The impromptu conference broke up, and Reacher went out on the porch. Then Bramall came out. Reacher imagined Sanderson would replace him in the armchair. He imagined the sisters would talk. Not too long, he hoped.

Bramall said, ‘We can’t fix this.’

‘There must be a way,’ Reacher said.

‘When you figure it out, be sure to let me know.’

‘You sure you want me to? You have more rules than me.’

‘One of which makes me delinquent if I don’t prepare a plan B on behalf of my client. At least a mental sketch. In this case it would have to start with hospitalization privileges for Rose. No federal lock-up. A private facility of our own choice. Secured, if they want, at our expense. Obviously the guy to talk to would be Noble, down in Denver. He has the discretion. We already have a relationship. I should maintain it. I should have answered his call. I’ll have to answer the next one. I might need him in the future.’

‘We don’t need plan B yet.’

‘Better to lay the ground.’

‘If you answer the phone to him now, you’ll have to tell him where Rose is. Which will lead straight to plan C, which is the whole thing falls apart. Or you’ll have to lie to him, which is technically a felony.’

Bramall didn’t answer.

Reacher said, ‘Will you do me a favour?’

‘Depends what it is.’

‘Go ask Mrs Mackenzie if her sister mentioned whether Stackley is coming by again tomorrow.’

‘Why?’

‘I want to know.’

Bramall went in, but a minute later it was Rose Sanderson herself who came out. She sat where she had before, on the step, hooded, a yard away.

She said, ‘My sister gave me money. I told Stackley to come back every day until it’s gone. Or until he runs out of product.’

Reacher said, ‘What happens when he does?’

‘Sometimes they miss a day. I guess they go somewhere and get more. We’re real happy to see them come back.’

‘I can imagine.’

‘I’m sorry.’

‘Don’t be. We both took the same history class.’

She nodded, inside her hood.

She said, ‘Morphine dates from 1805. The hypodermic syringe dates from 1851. A great combination, just in time for the Civil War, which left hundreds of thousands of addicts. Then World War One, same thing. Literally millions of addicts in the 1920s.’

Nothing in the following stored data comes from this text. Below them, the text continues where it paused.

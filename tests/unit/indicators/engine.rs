//! Unit tests for the indicator engine

use crate::support::{accumulation_series, bar, day, flat_bars, series, volume_spike_series};
use stocksense::config::{IndicatorConfig, VwapWindow};
use stocksense::indicators::IndicatorEngine;

#[test]
fn test_short_series_leaves_long_indicators_undefined() {
    let values = IndicatorEngine::compute(
        &series("SHORT", flat_bars(10, 10.0, 1000.0)),
        &IndicatorConfig::default(),
    );
    assert_eq!(values.bar_count, 10);
    assert_eq!(values.close, Some(10.0));
    assert_eq!(values.volume, Some(1000.0));
    assert!(values.rvol.is_none());
    assert!(values.max_rvol.is_none());
    assert!(values.cmf.is_none());
    assert!(values.mfi.is_none());
    assert!(values.vwap.is_none());
    assert!(values.sma200.is_none());
    assert!(values.rsi.is_none());
    assert!(values.avg_volume.is_none());
}

#[test]
fn test_empty_series() {
    let values = IndicatorEngine::compute(&series("EMPTY", Vec::new()), &IndicatorConfig::default());
    assert_eq!(values.bar_count, 0);
    assert!(values.close.is_none());
}

#[test]
fn test_accumulation_series_values() {
    let values = IndicatorEngine::compute(&accumulation_series("ACC"), &IndicatorConfig::default());
    assert_eq!(values.bar_count, 251);
    assert_eq!(values.close, Some(50.0));
    assert!((values.rvol.unwrap() - 2.0).abs() < 1e-9);
    assert!((values.cmf.unwrap() - 0.818181).abs() < 1e-4);
    assert!((values.vwap.unwrap() - 42.910924).abs() < 1e-4);
    assert_eq!(values.mfi, Some(0.0));
    assert!((values.sma200.unwrap() - 33.869531).abs() < 1e-4);
    assert!((values.avg_volume.unwrap() - 714_000.0).abs() < 1e-6);
    // The heavy bars sit just outside the 14-bar peak window
    assert!((values.max_rvol.unwrap() - 2.0).abs() < 1e-9);
}

#[test]
fn test_max_rvol_keeps_recent_spike() {
    let config = IndicatorConfig::default();
    let mut bars = volume_spike_series("SPK", 100.0, 200_000.0, 3.0).bars().to_vec();
    // Five quiet bars after the spike
    for k in 0..5 {
        bars.push(bar(250 + k, 100.0, 200_000.0));
    }
    let values = IndicatorEngine::compute(&series("SPK", bars), &config);

    assert!(values.rvol.unwrap() < 1.0);
    assert!((values.max_rvol.unwrap() - 3.0).abs() < 1e-9);
    // Peak RVOL is display data, not a ranking input
    assert_ne!(values.rvol, values.max_rvol);
}

#[test]
fn test_frame_has_one_entry_per_bar() {
    let config = IndicatorConfig::default();
    let series = accumulation_series("ACC");
    let frame = IndicatorEngine::frame(&series, &config);

    assert_eq!(frame.symbol, "ACC");
    assert_eq!(frame.len(), series.len());
    assert_eq!(frame.timestamps.len(), series.len());
    assert_eq!(frame.timestamps.last(), Some(&day(250)));
    for column in [
        &frame.sma200,
        &frame.vwap,
        &frame.bollinger_upper,
        &frame.bollinger_lower,
        &frame.rsi,
        &frame.cmf,
        &frame.rvol,
    ] {
        assert_eq!(column.len(), series.len());
    }
}

#[test]
fn test_frame_undefined_before_lookback() {
    let config = IndicatorConfig::default();
    let frame = IndicatorEngine::frame(&accumulation_series("ACC"), &config);

    assert!(frame.rvol[19].is_none());
    assert!(frame.rvol[20].is_some());
    assert!(frame.cmf[18].is_none());
    assert!(frame.cmf[19].is_some());
    assert!(frame.rsi[13].is_none());
    assert!(frame.rsi[14].is_some());
    assert!(frame.sma200[198].is_none());
    assert!(frame.sma200[199].is_some());
    assert!(frame.bollinger_upper[18].is_none());
    assert!(frame.bollinger_lower[19].is_some());
}

#[test]
fn test_frame_last_entry_matches_compute() {
    let config = IndicatorConfig::default();
    let series = accumulation_series("ACC");
    let frame = IndicatorEngine::frame(&series, &config);
    let values = IndicatorEngine::compute(&series, &config);

    assert_eq!(frame.rvol.last().copied().flatten(), values.rvol);
    assert_eq!(frame.cmf.last().copied().flatten(), values.cmf);
    assert_eq!(frame.vwap.last().copied().flatten(), values.vwap);
    assert_eq!(frame.sma200.last().copied().flatten(), values.sma200);
    assert_eq!(frame.rsi.last().copied().flatten(), values.rsi);
}

#[test]
fn test_frame_entries_match_compute_on_prefixes() {
    let series = accumulation_series("ACC");
    for vwap in [VwapWindow::Rolling(20), VwapWindow::Session] {
        let config = IndicatorConfig {
            vwap,
            ..IndicatorConfig::default()
        };
        let frame = IndicatorEngine::frame(&series, &config);

        for end in [1, 15, 21, 120, 200, 236, 251] {
            let prefix = crate::support::series("ACC", series.bars()[..end].to_vec());
            let values = IndicatorEngine::compute(&prefix, &config);
            let i = end - 1;
            assert_eq!(frame.rvol[i], values.rvol, "rvol at {i}");
            assert_eq!(frame.cmf[i], values.cmf, "cmf at {i}");
            assert_eq!(frame.vwap[i], values.vwap, "vwap at {i} ({vwap:?})");
            assert_eq!(frame.sma200[i], values.sma200, "sma200 at {i}");
            assert_eq!(frame.rsi[i], values.rsi, "rsi at {i}");
        }
    }
}

#[test]
fn test_frame_tail_keeps_latest_bars() {
    let config = IndicatorConfig::default();
    let full = IndicatorEngine::frame(&accumulation_series("ACC"), &config);
    let tail = full.clone().tail(50);

    assert_eq!(tail.len(), 50);
    assert_eq!(tail.timestamps[0], day(201));
    assert_eq!(tail.sma200, full.sma200[201..].to_vec());
    assert_eq!(tail.rsi.len(), 50);
    assert_eq!(tail.bollinger_lower.len(), 50);

    // Asking for more bars than exist keeps them all
    assert_eq!(full.clone().tail(1000), full);
}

‘The army likes tradition.’

‘World War One was also the start of large-scale facial injuries. Millions of them, by the end. The French called them the mutilés. The mutilated. Which is a good word, because that’s how it feels, and because it sounds like mutated, which is also how it feels. You feel yourself become a different person. There was an early type of plastic surgery back then, but mostly they wore tin masks. Artists would match them to their skin colour. But nothing really worked. City parks had benches painted blue, where the public was trained to look away. That’s where they sat. But most of them never went out. Most of them never saw daylight, ever again. Most of them died of infections or killed themselves.’

‘You don’t have to convince me,’ Reacher said. ‘I don’t care what you chew.’

‘But you can’t get it for me. Not fourteen days straight.’

‘Suppose I could. Suppose you could get it for ever. What would you do?’